Our weekly newsletters are most often the product of the robust team discussions we have on a daily basis within SARRAH (over Zoom, of course).  I am so fortunate to work with such a talented team who provide a rich working environment and are an awesome think tank.  So the first item of business today is to send a big thank you to our Project Manager, Rhiannon Memery, who wrote last week's newsletter in my absence and continued our theme for July of the role of Allied Health in Chronic Disease.  And our Principal Project Manager Gemma Tuxworth has contributed substantially to this week's content.  It's good to know that SARRAH is in such capable hands!

The most recent advice from MBS data gleaned from our stakeholder meetings with government tells us that people are still avoiding returning to “usual care”, prompting concerns that those living with chronic illness, whose care has been disrupted by the COVID-19 pandemic, will more than likely experience a further decline in health.  And as we watch with empathy the predicament of our Victorian colleagues subject to further lockdowns, which could so easily happen elsewhere in Australia, we understand that this situation is likely to persist for some time yet.  With MBS claims continuing to show a decline, it seems that the messages for patients to return to their health professionals to resume their care is not cutting through.  

Perhaps we need to reframe the message.

The risk of moderate to severe illness from COVID-19 is greater for individuals with chronic disease. So, perhaps right now, in an effort to stay well in our current environment, people with chronic diseases should be engaging in “pre-exposure conditioning” or, undertaking COVID-19 ‘prehabilitation’.

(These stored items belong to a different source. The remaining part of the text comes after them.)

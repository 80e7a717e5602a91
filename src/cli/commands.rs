//! CLI command implementations
//!
//! `demo` walks through both record kinds and prints what each step
//! produces. `check` drives a single record over JSON lines.

use std::io::{self, BufRead, Write};
use std::path::PathBuf;
use std::sync::Arc;

use serde::Deserialize;
use serde_json::{json, Value};

use crate::observability::Logger;
use crate::record::{PlainRecord, Record, ValidatedRecord};
use crate::schema::{read_schema_file, RecordSchema, SchemaLoader};

use super::args::{Cli, Command};
use super::errors::{CliError, CliErrorCode, CliResult};
use super::io::{read_requests, write_error, write_response};

/// A single `check` request
#[derive(Debug, Clone, Deserialize)]
#[serde(tag = "op", rename_all = "lowercase")]
pub enum Request {
    /// Build a new record, replacing any previous one
    Construct { fields: Value },
    /// Assign one field on the current record
    Assign { field: String, value: Value },
    /// Snapshot the current record
    Dump,
}

/// Main CLI entry point
///
/// Parses arguments and dispatches to the appropriate command.
/// This is the only function that main.rs should call.
pub fn run() -> CliResult<()> {
    let cli = Cli::parse_args();
    Logger::set_min_severity(cli.log_level.into());
    run_command(cli.command)
}

/// Run the appropriate command based on CLI args
pub fn run_command(cmd: Command) -> CliResult<()> {
    match cmd {
        Command::Demo => demo(&mut io::stdout()),
        Command::Check {
            schema,
            schema_dir,
            record,
        } => check(resolve_schema(schema, schema_dir, record)?),
    }
}

/// Walkthrough of validated and plain records.
pub fn demo<W: Write>(out: &mut W) -> CliResult<()> {
    let user_schema = Arc::new(RecordSchema::user());

    writeln!(out, "== {} (validate_assignment = true)", user_schema.name)?;

    let mut user = ValidatedRecord::construct(
        Arc::clone(&user_schema),
        &json!({"name": "Areeba", "age": 22, "email": "areeba@example.com"}),
    )?;
    writeln!(out, "{}", Value::Object(user.dump()))?;

    match ValidatedRecord::construct(
        Arc::clone(&user_schema),
        &json!({"name": "Areeba", "age": "Twenty Two", "email": "areeba@example.com"}),
    ) {
        Ok(_) => writeln!(out, "Creation unexpectedly succeeded")?,
        Err(e) => writeln!(out, "Creation error:\n{}", e)?,
    }

    if let Err(e) = user.assign("age", "Twenty Three") {
        writeln!(out, "Update error:\n{}", e)?;
    }
    writeln!(out, "{}", Value::Object(user.dump()))?;

    let data_schema = Arc::new(RecordSchema::user_data());
    writeln!(out)?;
    writeln!(out, "== {} (validated at construction only)", data_schema.name)?;

    let mut data = PlainRecord::construct(data_schema, &json!({"name": "Areeba", "age": 22}))?;
    writeln!(out, "{}", data)?;
    writeln!(out, "{}", Value::Object(data.dump()))?;

    data.set("age", "Twenty Three");
    writeln!(out, "{}", data)?;

    Ok(())
}

/// Picks the schema for `check`: a single file, or a named record from a
/// directory of schema files.
pub fn resolve_schema(
    schema: Option<PathBuf>,
    schema_dir: Option<PathBuf>,
    record: Option<String>,
) -> CliResult<Arc<RecordSchema>> {
    match (schema, schema_dir, record) {
        (Some(path), _, _) => Ok(Arc::new(read_schema_file(&path)?)),
        (None, Some(dir), Some(name)) => {
            let mut loader = SchemaLoader::new(&dir);
            loader.load_all()?;
            Ok(loader.get(&name)?)
        }
        _ => Err(CliError::bad_request(
            "check needs --schema, or --schema-dir with --record",
        )),
    }
}

/// Serves requests from stdin until EOF.
pub fn check(schema: Arc<RecordSchema>) -> CliResult<()> {
    let stdin = io::stdin();
    let mut stdout = io::stdout();
    check_session(schema, stdin.lock(), &mut stdout)
}

/// Serves `check` requests from `input`, one response per request.
///
/// Request-level failures are written as error responses and do not
/// end the session; only I/O failures do.
pub fn check_session<R: BufRead, W: Write>(
    schema: Arc<RecordSchema>,
    input: R,
    out: &mut W,
) -> CliResult<()> {
    let mut record: Option<Record> = None;

    for line in read_requests(input) {
        let outcome = line
            .and_then(|value| {
                serde_json::from_value::<Request>(value)
                    .map_err(|e| CliError::bad_request(format!("Invalid request: {}", e)))
            })
            .and_then(|request| handle(&schema, &mut record, request));

        match outcome {
            Ok(data) => write_response(out, data)?,
            Err(e) if *e.code() == CliErrorCode::IoError => return Err(e),
            Err(e) => write_error(out, &e)?,
        }
    }

    Ok(())
}

fn handle(
    schema: &Arc<RecordSchema>,
    record: &mut Option<Record>,
    request: Request,
) -> CliResult<Value> {
    match request {
        Request::Construct { fields } => {
            let built = Record::construct(Arc::clone(schema), &fields)?;
            let data = Value::Object(built.dump());
            *record = Some(built);
            Ok(data)
        }
        Request::Assign { field, value } => {
            let current = record.as_mut().ok_or_else(CliError::not_constructed)?;
            current.assign(&field, value)?;
            Ok(Value::Object(current.dump()))
        }
        Request::Dump => {
            let current = record.as_ref().ok_or_else(CliError::not_constructed)?;
            Ok(Value::Object(current.dump()))
        }
    }
}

I admit to using these phrases with a certain amount of tongue in cheek, as there is currently no evidence of a direct relationship between prehabilitation and improved COVID-19 outcomes, but bear with me. Preparing the body for upcoming physiological stress caused by illness (or surgery) involves taking pre-emptive steps to optimise physical and psychological health. For many this may look like seeking assessments and treatments from their health professional; smoking cessation, exercise, improved nutrition and stress reduction. For many this equates with better managing their chronic diseases; in conjunction with their multidisciplinary health care team that includes allied health professionals. 

It seems that now, more than ever, people living with chronic illness have clear reasons to take control of their condition in order to reduce the impact of COVID-19 in the event they are exposed.  Public media campaigns could be harnessing this approach to find ways to motivate the community to manage their health proactively during the pandemic.  Now, more than ever, the government must support people to access the services they need to minimise the impact of COVID-related and non-COVID illness.  This includes reviewing access to MBS items for relevant services, and preparing health services to deliver higher levels of post-acute and sub-acute care for people recovering from illness.

Right now, patients, health care professionals and policy and decision makers are very engaged with COVID-19 particularly as the virus resurges in various parts of the community. Could viewing chronic diseases through a COVID-19 lens refocus attention on prevention and management, and further the agenda?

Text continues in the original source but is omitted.